Ouço o motor do velho Passat ligando. Engasgava sempre antes da partida, até o barulho cessar por completo.

Entro novamente no quarto, vazio. Por sobre a cama ele deixou o Neruda entreaberto. Resolvo deixá-lo lá como está. Quem sabe os futuros amantes, pelo menos, possam aproveitar parte dessa nossa história que termina aqui.

VOCÊ

(ode ao fracasso)

Você é minha papoula, eu dizia. Você é minha cocaína, devolvia. Você é minha marijuana, falava. Você é meu LSD, respondia. Você é minha alegria, exclamava. Você é minha felicidade, arriscava. Você é meu desejo, declarava. Você é minha paixão, retorquia. Você é meu amor, romantizava. Você é meu marido, constatava. Você é minha vida, exagerava. Você é meu tudo, competia. Você é meu alicerce, confessava. Você é meu lar, argumentava. Você é minha dúvida, mandava. Você é meu tédio, se vingava. Você é minha frustração, atacava. Você é minha dor, defendia-se. Você é meu problema, terminava. Você é meu fardo, exasperava. Você é minha página virada, dizia. Você é minha lembrança, respondia.
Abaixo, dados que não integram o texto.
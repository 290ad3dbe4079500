use super::{
    evaluator::EvaluatorConfig,
    evolution::EvolutionConfig,
    execution::ExecutionConfig,
    scoring::ScoringConfig,
    termination::TerminationConfig,
    traits::ConfigSection,
    walk_forward::WalkForwardConfig,
};
use crate::engines::generation::gene_spec::GeneSpec;
use crate::error::OptimizerError;
use serde::{Deserialize, Serialize};
use std::collections::HashSet;
use std::path::Path;
use std::sync::{Arc, RwLock};

/// Prefix of environment variables that override file values,
/// e.g. `TRADEBIAS__EXECUTION__BACKEND=sequential`
pub const ENV_PREFIX: &str = "TRADEBIAS";

#[derive(Debug, Clone, Default, Serialize, Deserialize)]
#[serde(default)]
pub struct AppConfig {
    pub evolution: EvolutionConfig,
    pub termination: TerminationConfig,
    pub execution: ExecutionConfig,
    pub walk_forward: WalkForwardConfig,
    pub scoring: ScoringConfig,
    pub evaluator: EvaluatorConfig,
    pub genes: Vec<GeneSpec>,
}

impl AppConfig {
    pub fn validate(&self) -> Result<(), OptimizerError> {
        self.evolution.validate()?;
        self.termination.validate()?;
        self.execution.validate()?;
        self.walk_forward.validate()?;
        self.scoring.validate()?;
        self.evaluator.validate()?;
        self.validate_genes()
    }

    fn validate_genes(&self) -> Result<(), OptimizerError> {
        if self.genes.is_empty() {
            return Err(OptimizerError::InvalidSpec(
                "at least one gene spec is required".to_string(),
            ));
        }
        let mut keys = HashSet::new();
        for spec in &self.genes {
            spec.domain()?;
            if !keys.insert(spec.key.as_str()) {
                return Err(OptimizerError::InvalidSpec(format!(
                    "duplicate gene key '{}'",
                    spec.key
                )));
            }
        }
        Ok(())
    }
}

pub struct ConfigManager {
    config: Arc<RwLock<AppConfig>>,
}

impl Default for ConfigManager {
    fn default() -> Self {
        Self::new()
    }
}

impl ConfigManager {
    pub fn new() -> Self {
        Self {
            config: Arc::new(RwLock::new(AppConfig::default())),
        }
    }

    /// Load a TOML or JSON file, apply environment overrides and validate
    pub fn load_from_file<P: AsRef<Path>>(&self, path: P) -> Result<(), OptimizerError> {
        let path = path.as_ref();
        let settings = config::Config::builder()
            .add_source(config::File::from(path))
            .add_source(
                config::Environment::with_prefix(ENV_PREFIX)
                    .separator("__")
                    .try_parsing(true),
            )
            .build()
            .map_err(|e| {
                OptimizerError::Configuration(format!(
                    "Failed to read config {}: {}",
                    path.display(),
                    e
                ))
            })?;

        let config: AppConfig = settings
            .try_deserialize()
            .map_err(|e| OptimizerError::Configuration(format!("Failed to parse config: {}", e)))?;

        config.validate()?;

        log::info!("Loaded configuration from {}", path.display());
        *self.config.write().unwrap_or_else(|e| e.into_inner()) = config;
        Ok(())
    }

    pub fn save_to_file<P: AsRef<Path>>(&self, path: P) -> Result<(), OptimizerError> {
        let config = self.get();
        let toml_str = toml::to_string_pretty(&config)
            .map_err(|e| OptimizerError::Configuration(format!("Failed to serialize: {}", e)))?;

        std::fs::write(path, toml_str)
            .map_err(|e| OptimizerError::Configuration(format!("Failed to write config: {}", e)))?;

        Ok(())
    }

    pub fn get(&self) -> AppConfig {
        self.config
            .read()
            .unwrap_or_else(|e| e.into_inner())
            .clone()
    }

    pub fn update<F>(&self, f: F) -> Result<(), OptimizerError>
    where
        F: FnOnce(&mut AppConfig),
    {
        let mut candidate = self.get();
        f(&mut candidate);
        candidate.validate()?;
        *self.config.write().unwrap_or_else(|e| e.into_inner()) = candidate;
        Ok(())
    }
}
//! Contract shared by every execution backend.
//!
//! A backend receives evaluation work through [`ExecutionBackend::submit`],
//! runs it in [`ExecutionBackend::run_pending`] and hands results back through
//! [`ExecutionBackend::take_completed`]. Results are kept in a [`TaskSet`]: a
//! single mutex-guarded collection that worker threads fill concurrently and
//! the engine thread drains.

use crate::engines::evaluation::Evaluation;
use crate::engines::generation::candidate::Candidate;
use crate::error::Result;
use crate::types::{DateWindow, EvaluationResult, Gene};
use std::sync::atomic::{AtomicBool, Ordering};
use std::sync::{Arc, Mutex, MutexGuard};
use std::time::Duration;
use uuid::Uuid;

/// Work for one candidate over one window
#[derive(Debug, Clone)]
pub struct PendingTask {
    pub task_id: u64,
    pub candidate_id: Uuid,
    pub genes: Vec<Gene>,
    pub window: DateWindow,
}

#[derive(Debug, Clone)]
pub struct CompletedEvaluation {
    pub candidate_id: Uuid,
    pub score: f64,
    pub result: EvaluationResult,
}

#[derive(Debug)]
struct TaskEntry {
    task: PendingTask,
    outcome: Option<Evaluation>,
}

#[derive(Debug, Default)]
struct TaskSetInner {
    entries: Vec<TaskEntry>,
    next_id: u64,
    epoch: u64,
}

/// Shared task collection. Completions carry the epoch they were started
/// under; anything reported after [`TaskSet::invalidate`] or
/// [`TaskSet::clear`] is discarded.
#[derive(Debug, Clone, Default)]
pub struct TaskSet {
    inner: Arc<Mutex<TaskSetInner>>,
}

impl TaskSet {
    pub fn new() -> Self {
        Self::default()
    }

    fn lock(&self) -> MutexGuard<'_, TaskSetInner> {
        self.inner.lock().unwrap_or_else(|e| e.into_inner())
    }

    pub fn push(&self, candidate_id: Uuid, genes: Vec<Gene>, window: DateWindow) -> u64 {
        let mut inner = self.lock();
        let task_id = inner.next_id;
        inner.next_id += 1;
        inner.entries.push(TaskEntry {
            task: PendingTask {
                task_id,
                candidate_id,
                genes,
                window,
            },
            outcome: None,
        });
        task_id
    }

    pub fn epoch(&self) -> u64 {
        self.lock().epoch
    }

    /// Snapshot of tasks still lacking an outcome
    pub fn pending(&self) -> Vec<PendingTask> {
        self.lock()
            .entries
            .iter()
            .filter(|e| e.outcome.is_none())
            .map(|e| e.task.clone())
            .collect()
    }

    pub fn pending_count(&self) -> usize {
        self.lock()
            .entries
            .iter()
            .filter(|e| e.outcome.is_none())
            .count()
    }

    /// Record an outcome. Returns false when the result arrived too late.
    pub fn complete(&self, epoch: u64, task_id: u64, evaluation: Evaluation) -> bool {
        let mut inner = self.lock();
        if inner.epoch != epoch {
            log::debug!("Discarding late result for task {}", task_id);
            return false;
        }
        match inner.entries.iter_mut().find(|e| e.task.task_id == task_id) {
            Some(entry) if entry.outcome.is_none() => {
                entry.outcome = Some(evaluation);
                true
            }
            _ => false,
        }
    }

    /// Remove finished tasks and return their results
    pub fn take_completed(&self) -> Vec<CompletedEvaluation> {
        let mut inner = self.lock();
        let entries = std::mem::take(&mut inner.entries);
        let (done, pending): (Vec<_>, Vec<_>) =
            entries.into_iter().partition(|e| e.outcome.is_some());
        inner.entries = pending;

        done.into_iter()
            .filter_map(|entry| {
                let evaluation = entry.outcome?;
                Some(CompletedEvaluation {
                    candidate_id: entry.task.candidate_id,
                    score: evaluation.score,
                    result: EvaluationResult {
                        metrics: evaluation.metrics,
                        window: entry.task.window,
                    },
                })
            })
            .collect()
    }

    /// Stop accepting results from work already handed out
    pub fn invalidate(&self) {
        self.lock().epoch += 1;
    }

    pub fn clear(&self) {
        let mut inner = self.lock();
        inner.entries.clear();
        inner.epoch += 1;
    }
}

/// Cooperative cancellation flag shared with worker threads
#[derive(Debug, Clone, Default)]
pub struct CancelToken {
    flag: Arc<AtomicBool>,
}

impl CancelToken {
    pub fn cancel(&self) {
        self.flag.store(true, Ordering::SeqCst);
    }

    pub fn reset(&self) {
        self.flag.store(false, Ordering::SeqCst);
    }

    pub fn is_cancelled(&self) -> bool {
        self.flag.load(Ordering::SeqCst)
    }
}

pub trait ExecutionBackend: Send {
    fn name(&self) -> &'static str;

    fn tasks(&self) -> &TaskSet;

    fn cancel_token(&self) -> &CancelToken;

    /// Block until every pending task has an outcome or `timeout` elapses.
    /// Returns false on timeout or cancellation.
    fn run_pending(&mut self, timeout: Duration) -> Result<bool>;

    /// Queue `candidate` for evaluation over `window`. Scored candidates are skipped.
    fn submit(&mut self, candidate: &Candidate, window: &DateWindow) -> bool {
        if candidate.is_scored() {
            return false;
        }
        log::debug!("{}: queued {} ({})", self.name(), candidate.id(), candidate.describe());
        self.tasks()
            .push(candidate.id(), candidate.genes().to_vec(), *window);
        true
    }

    fn take_completed(&mut self) -> Vec<CompletedEvaluation> {
        self.tasks().take_completed()
    }

    fn pending_count(&self) -> usize {
        self.tasks().pending_count()
    }

    /// Best-effort: in-flight work is abandoned, not killed
    fn cancel(&self) {
        self.cancel_token().cancel();
    }

    fn is_cancelled(&self) -> bool {
        self.cancel_token().is_cancelled()
    }

    /// Drop every task handle and rearm cancellation
    fn clear(&mut self) {
        self.tasks().clear();
        self.cancel_token().reset();
    }
}
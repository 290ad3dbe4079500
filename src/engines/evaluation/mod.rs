pub mod evaluator;
pub mod process;
pub mod scoring;

pub use evaluator::{evaluate_isolated, Evaluation, FitnessEvaluator};
pub use process::ProcessEvaluator;
pub use scoring::ScoreCalculator;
Você é a minha saudade, pensava. E ninguém respondia.

Desnorteio

Uma enorme bolha tomava conta de seu peito, sufocando-a. Vinha sempre à noite, enchia-se como um balão de ar transplantado em sua caixa torácica, a comprimir suas vísceras dificultando a respiração. Arfava, sentia vontade de gritar, expelir todo aquele ar com um grito primal, cru, alto. Mas continha-se. Era isso o que sempre fazia. Era isso o que lhe ensinaram. Conter-se, reprimir tudo aquilo que guardava no peito. Aquilo que ficava maior e mais cheio a cada vez que andava na rua e ouvia impropérios, dos mais sórdidos. Aquilo que pesava um pouco a cada dia ao notar os olhares acusadores dos colegas e dos professores. Aquilo que ardia cada vez que seus pais faziam aquela cara de desaprovação, aquele ar de decepção que só os filhos podem identificar e sentir. Aquilo que doi, e que doía cada vez mais ao ligar a televisão e se ver refletida na tela como um pedaço de carne, e se perguntar, eu deveria ser assim? E perceber que não era, e que nunca seria. Seria sempre uma estranha. Em casa, na rua e na escola. E dentro de si mesma. E enquanto isso aquela bolha se inflava e sufocava. E não podia gritar, correr ou pedir ajuda. Ódio, tristeza e desprezo que se amalgamam num único desespero. Desnorteio. Estranhamento num mundo em que não se encaixava. E se encaixar para que? Para viver uma vida vazia, sem sentido, asséptico, guardada e exposta como numa prateleira de uma loja de departamento? Ou na sessão de frios, junto às outras carnes enfiadas no gelo e anunciadas como promoção. Só tinha certeza de uma coisa. Queria correr. Para onde? Qualquer lugar, simplesmente correr de tudo aquilo ali, escapar por um alçapão mágico que a faria sumir para sempre. Mas não tinha para onde. Não tinha como. E, para falar a verdade, não tinha forças para qualquer coisa assim. Estava extenuada, exaurida. Tinha claustrofobia do mundo e chorava no pequeno canto escuro do quarto, sozinha. Chorava no ônibus a caminho da escola, no banheiro do colégio. E ouvia os comentários e os buchichos. E o que poderia fazer? Fugir pra onde?

Tudo o que podia fazer era puxar a saia rente ao joelho, escondendo as marcas dos cortes da noite anterior e engolindo seco para não deixar aquela bolha escapar pela boca.